1. The utility model provides a pipeline crossing cabin connection structure of oxygen transmission between deep sea titanium alloy material pressure hull, includes a cabin bulkhead (10) and No. two cabin bulkheads (11), its characterized in that: a cabin welding spare (3) of wearing is all installed to the inside of a cabin bulkhead (10) and No. two cabin bulkheads (11), connects through titanium alloy pipe (4) between two cabin welding spare (3) of wearing, the middle part of wearing cabin welding spare (3) is provided with the perforating hole, inside the running-through of titanium alloy pipe (4) has nonrust steel pipe (5), and the both ends of nonrust steel pipe (5) are all fixed through connection structure and cabin welding spare (3) of wearing, connection structure is: the sealing device is characterized by comprising a sealing end cover (1) fixed with a cabin penetrating welding piece (3) through a bolt (2), wherein one end of the sealing end cover (1) extends into a through hole of the cabin penetrating welding piece (3) and is matched with a ball joint (6), the ball joint (6) is welded with a stainless steel pipe (5), and the ball joint (6) and the sealing end cover (1) are locked through a sleeve nut (7).

2. The deep sea titanium alloy pressure hull oxygen transfer pipeline crossing connection structure of claim 1, wherein: a check ring (8) and an O-shaped sealing ring (9) are arranged on the contact surface between the sealing end cover (1) and the cabin penetrating welding piece (3).

3. The deep sea titanium alloy pressure hull oxygen transfer pipeline cross-cabin connection structure of claim 1, wherein: the pipeline part of the titanium alloy pipe (4) in seawater is made into a bent form.

4. The deep sea titanium alloy pressure hull oxygen transfer pipeline cross-cabin connection structure of claim 1, wherein: the structure of the sealing end cover (1) is as follows: the novel end cover comprises an end cover body (101) with a cross structure, wherein a central through hole (104) is formed in the horizontal direction of the end cover body (101), a horn mouth (105) matched with a ball joint (6) is formed in the end head of the central through hole (104), a bolt hole (102) for mounting a bolt (2) is formed in the vertical direction of the end cover body (101), and a large pit (103) is formed in the inner end face of the end cover body (101) in the vertical direction.
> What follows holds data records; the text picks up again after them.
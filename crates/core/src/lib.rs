//! Plainwear Core - Shared types library.
//!
//! This crate provides common types used across all Plainwear components:
//! - `storefront` - In-memory storefront core (catalog, cart, checkout)
//! - `cli` - Command-line tools for catalog inspection and demo sessions
//!
//! # Architecture
//!
//! The core crate contains only types - no I/O, no async, no rendering.
//! This keeps it lightweight and allows it to be used anywhere.
//!
//! # Modules
//!
//! - [`types`] - Newtype wrappers for type-safe IDs, prices, emails,
//!   ratings, and the catalog product record

#![cfg_attr(not(test), forbid(unsafe_code))]

pub mod types;

pub use types::*;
5. The deep sea titanium alloy pressure hull oxygen transfer pipeline cross-cabin connection structure of claim 1, wherein: the middle part of the outer sleeve nut (7) is provided with a step hole (702), and the outer ring of the outer sleeve nut (7) is provided with an outer matching surface (701).

6. The deep sea titanium alloy pressure hull oxygen transfer pipeline cross-cabin connection structure of claim 5, wherein: and a gap is reserved between the outer matching surface (701) and the inner wall surface of the through hole of the cabin penetrating welding piece (3).
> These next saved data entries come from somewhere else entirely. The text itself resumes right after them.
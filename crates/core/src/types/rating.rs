//! Bounded review score.

use std::fmt;

use rust_decimal::Decimal;
use serde::{Deserialize, Serialize};

/// Errors that can occur when constructing a [`Rating`].
#[derive(thiserror::Error, Debug, Clone, PartialEq, Eq)]
pub enum RatingError {
    /// The score is below zero or above the five-star maximum.
    #[error("rating must be between 0 and 5, got {score}")]
    OutOfRange {
        /// The rejected score.
        score: Decimal,
    },
}

/// A review score on the usual five-star scale.
///
/// Backed by [`Decimal`] rather than a float so ratings are totally
/// ordered, which the rating sort relies on.
#[derive(
    Debug, Clone, Copy, PartialEq, Eq, PartialOrd, Ord, Hash, Serialize, Deserialize,
)]
#[serde(try_from = "Decimal", into = "Decimal")]
pub struct Rating(Decimal);

impl Rating {
    /// Maximum score.
    pub const MAX: Decimal = Decimal::from_parts(5, 0, 0, false, 0);

    /// Create a rating, rejecting scores outside `0..=5`.
    ///
    /// # Errors
    ///
    /// Returns [`RatingError::OutOfRange`] for negative scores or scores
    /// above five.
    pub fn new(score: Decimal) -> Result<Self, RatingError> {
        if score < Decimal::ZERO || score > Self::MAX {
            return Err(RatingError::OutOfRange { score });
        }
        Ok(Self(score))
    }

    /// Create a rating from tenths of a star (e.g. `45` is `4.5`).
    ///
    /// # Errors
    ///
    /// Returns [`RatingError::OutOfRange`] if the score exceeds five stars.
    pub fn from_tenths(tenths: u32) -> Result<Self, RatingError> {
        Self::new(Decimal::new(i64::from(tenths), 1))
    }

    /// The underlying score.
    #[must_use]
    pub const fn score(&self) -> Decimal {
        self.0
    }
}

impl TryFrom<Decimal> for Rating {
    type Error = RatingError;

    fn try_from(score: Decimal) -> Result<Self, Self::Error> {
        Self::new(score)
    }
}

impl From<Rating> for Decimal {
    fn from(rating: Rating) -> Self {
        rating.0
    }
}

impl fmt::Display for Rating {
    fn fmt(&self, f: &mut fmt::Formatter<'_>) -> fmt::Result {
        write!(f, "{}", self.0)
    }
}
7. The deep sea titanium alloy pressure hull oxygen transfer pipeline cross-cabin connection structure of claim 1, wherein: the ball joint (6) is of an integrated structure.

8. The deep sea titanium alloy pressure hull oxygen transfer pipeline cross-cabin connection structure of claim 1, wherein: the middle of the spherical joint (6) is provided with a center hole (603), one end of the spherical joint (6) is provided with a spherical head surface (601), the spherical joint (6) at the spherical head surface (601) is provided with a bulge (602), and the other end of the spherical joint (6) is provided with a chamfer (604).